Provided records:
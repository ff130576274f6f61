//! Balance PID with adaptive gains.
//!
//! Not a textbook PID: gains ease between targets at asymmetric rates
//! (stiffen fast, relax slow), the proportional term gets a center boost
//! and an acceleration boost, P+D braking amps are clamped against travel
//! direction, the derivative is PT1-filtered and clamped, and the final
//! output is smoothed (~5 ms effective latency). Soft start runs a reduced
//! P+D blend during the centering ramp.
//!
//! Gain state persists across ticks; [`PidController::reset`] re-arms it
//! for a fresh engage.

use mono_common::consts::START_CENTER_DELAY_MS;
use mono_common::state::SetpointMode;

use crate::inputs::Inputs;
use crate::ports::SignalPort;
use crate::tuning::Tuning;
use crate::util::sign;

#[derive(Debug, Clone, Default)]
pub struct PidController {
    /// Eased proportional gain.
    pub kp: f64,
    /// Eased integral gain.
    pub ki: f64,
    /// Eased derivative gain.
    pub kd: f64,
    /// Integral accumulator (degree-ticks).
    pub integral: f64,
    /// This tick's proportional error [deg].
    pub proportional: f64,
    /// PT1-filtered derivative [deg/tick].
    pub derivative: f64,
    /// Smoothed output current [A]. The output stage writes the clamped
    /// value back here so the smoother never chases an unreachable value.
    pub pid_value: f64,
    d_filter_state: f64,
    center_stiffness_delay: u32,
    center_jerk_counter: u32,
    center_jerk_adder: f64,
}

impl PidController {
    pub fn new() -> Self {
        Self::default()
    }

    /// Re-arm for a fresh engage.
    pub fn reset(&mut self, tuning: &Tuning) {
        self.integral = 0.0;
        self.proportional = 0.0;
        self.derivative = 0.0;
        self.d_filter_state = 0.0;
        self.pid_value = 0.0;
        if tuning.use_soft_start {
            self.kp = 1.0;
            self.ki = 0.0;
            self.kd = 0.0;
        } else {
            // Quick start engages at most of the configured stiffness.
            self.kp = tuning.kp_base * 0.8;
            self.ki = tuning.ki_base;
            self.kd = 0.0;
        }
        self.center_stiffness_delay = START_CENTER_DELAY_MS as u32;
        self.center_jerk_counter = 0;
        self.center_jerk_adder = 0.0;
    }

    /// Zero the integral (reverse-stop exit).
    #[inline]
    pub fn reset_integral(&mut self) {
        self.integral = 0.0;
    }

    /// Compute the raw (unclamped) output current for this tick.
    pub fn compute(
        &mut self,
        inputs: &Inputs,
        tuning: &Tuning,
        setpoint: f64,
        mode: SetpointMode,
        torquetilt_interp: f64,
        signals: &mut dyn SignalPort,
    ) -> f64 {
        let proportional = setpoint - inputs.pitch;
        let abs_prop = proportional.abs();
        self.proportional = proportional;

        // Integral, partially offset by torque tilt so sustained tilt
        // produces controlled nose/tail lift instead of windup.
        self.integral += proportional;
        let tt_impact = if torquetilt_interp < 0.0 {
            tuning.integral_tt_impact_downhill
        } else {
            let mut impact = tuning.integral_tt_impact_uphill;
            const MAX_IMPACT_ERPM: f64 = 2500.0;
            const STARTING_IMPACT: f64 = 0.3;
            if inputs.abs_erpm < MAX_IMPACT_ERPM {
                // Reduced nose lift at lower speeds.
                let erpm_scaling = STARTING_IMPACT.max(inputs.abs_erpm / MAX_IMPACT_ERPM);
                impact = 1.0 - (1.0 - impact) * erpm_scaling;
            }
            impact
        };
        self.integral -= torquetilt_interp * tt_impact;

        // Derivative through the PT1 pole.
        let raw_derivative = inputs.last_pitch - inputs.pitch;
        self.d_filter_state += tuning.d_pt1_k * (raw_derivative - self.d_filter_state);
        self.derivative = self.d_filter_state;

        // Leaning against travel is braking.
        let braking = sign(proportional) != sign(inputs.erpm);

        // ── Adaptive gain targets ──
        let mut p_multiplier = 1.0;
        let mut di_multiplier = 1.0;
        const MAX_DI_MULT: f64 = 1.7;
        if torquetilt_interp.abs() > 2.0 {
            p_multiplier = torquetilt_interp.abs() / 6.0 * tuning.tt_pid_intensity;
            di_multiplier = (1.0 + p_multiplier / 2.0).min(MAX_DI_MULT);
            p_multiplier = (1.0 + p_multiplier).min(2.0);
        }
        let kp_target = tuning.kp_base * p_multiplier;
        let ki_target = tuning.ki_base * di_multiplier;
        let mut kd_target = tuning.kd_base;
        if abs_prop > tuning.center_boost_angle + 0.5 {
            // kD is high for the stiff center; relax it away from center.
            kd_target = kd_target * di_multiplier / MAX_DI_MULT;
        }

        if mode.shaping_active() {
            if kp_target > self.kp {
                // Stiffen quickly (~50 ms)...
                self.kp = self.kp * 0.98 + kp_target * 0.02;
                self.ki = self.ki * 0.98 + ki_target * 0.02;
            } else {
                // ...loosen slowly (~500 ms).
                self.kp = self.kp * 0.998 + kp_target * 0.002;
                self.ki = self.ki * 0.998 + ki_target * 0.002;
            }
            self.kd = self.kd * 0.98 + kd_target * 0.02;
        } else if mode == SetpointMode::Centering {
            self.kp = self.kp * 0.995 + kp_target * 0.005;
            self.ki = self.ki * 0.995 + ki_target * 0.005;
            self.kd = self.kd * 0.995 + kd_target * 0.005;
        } else if mode == SetpointMode::ReverseStop {
            self.integral = 0.0;
            self.kp = self.kp * 0.99 + 2.0 * 0.01;
            self.kd = self.kd * 0.99 + 400.0 * 0.01;
            self.ki = 0.0;
        }

        if tuning.use_soft_start && mode == SetpointMode::Centering {
            // Soft start: heavily smoothed P+D only.
            let pid_prop = self.kp * proportional;
            let pid_derivative = self.kd * self.derivative;
            self.pid_value = 0.05 * (pid_prop + pid_derivative) + 0.95 * self.pid_value;
            self.integral = 0.0;
            self.ki = 0.0;
            return self.pid_value;
        }

        // ── P with center boost / engage jerk / acceleration boost ──
        let mut pid_prop = self.kp * proportional;
        let center_boost = abs_prop.min(tuning.center_boost_angle);
        if self.center_stiffness_delay > 0 {
            let delay_total = START_CENTER_DELAY_MS;
            let ramp = (delay_total - self.center_stiffness_delay as f64) / delay_total;
            pid_prop += center_boost * tuning.center_boost_kp_adder * sign(proportional) * ramp;
            self.center_stiffness_delay -= 1;

            if self.center_jerk_counter < tuning.center_jerk_duration_ticks {
                if self.center_jerk_counter > tuning.center_jerk_duration_ticks / 2 {
                    self.center_jerk_adder =
                        self.center_jerk_adder * 0.95 + tuning.center_jerk_strength * 0.05;
                } else {
                    self.center_jerk_adder =
                        self.center_jerk_adder * 0.95 - tuning.center_jerk_strength * 0.05;
                }
                pid_prop += self.center_jerk_adder;
                if self.center_jerk_counter == 0 {
                    signals.beep_alert(1, false);
                }
                self.center_jerk_counter += 1;
            }
        } else {
            pid_prop += center_boost * tuning.center_boost_kp_adder * sign(proportional);

            if abs_prop > tuning.accel_boost_threshold && !braking {
                let mut accel_boost = (abs_prop - tuning.accel_boost_threshold)
                    * self.kp
                    * tuning.accel_boost_intensity;
                if abs_prop > tuning.accel_boost_threshold2 {
                    accel_boost += (abs_prop - tuning.accel_boost_threshold2)
                        * self.kp
                        * tuning.accel_boost_intensity;
                }
                pid_prop += accel_boost * sign(proportional);
            }
        }

        // ── D, clamped ──
        let mut pid_derivative = self.kd * self.derivative;
        if pid_derivative.abs() > tuning.max_derivative {
            pid_derivative = tuning.max_derivative * sign(pid_derivative);
        }

        // ── P+D brake clamp against travel direction ──
        let mut new_pd_value = pid_prop + pid_derivative;
        if sign(inputs.erpm) != sign(new_pd_value) {
            let mut pid_max = tuning.max_brake_amps.max(pid_prop.abs());
            let tt = torquetilt_interp.abs();
            if tt > 2.0 {
                pid_max *= 0.75 + tt / 8.0;
            }
            if inputs.abs_erpm > 2000.0 {
                pid_max *= 0.8 + inputs.abs_erpm / 10_000.0;
            }
            if new_pd_value.abs() > pid_max {
                new_pd_value = sign(new_pd_value) * pid_max;
            }
        }

        let pid_integral = self.ki * self.integral;

        // Smooth the requested current (~5 ms effective latency).
        self.pid_value = 0.2 * (new_pd_value + pid_integral) + 0.8 * self.pid_value;
        self.pid_value
    }
}

// ─── Tests ──────────────────────────────────────────────────────────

Work required: Output the lines above between the one holding "let mut pid_prop" and the one holding "self.center_stiffness_delay -= 1;", inclusive, with nothing before or after them.

Result of this task:
        let mut pid_prop = self.kp * proportional;
        let center_boost = abs_prop.min(tuning.center_boost_angle);
        if self.center_stiffness_delay > 0 {
            let delay_total = START_CENTER_DELAY_MS;
            let ramp = (delay_total - self.center_stiffness_delay as f64) / delay_total;
            pid_prop += center_boost * tuning.center_boost_kp_adder * sign(proportional) * ramp;
            self.center_stiffness_delay -= 1;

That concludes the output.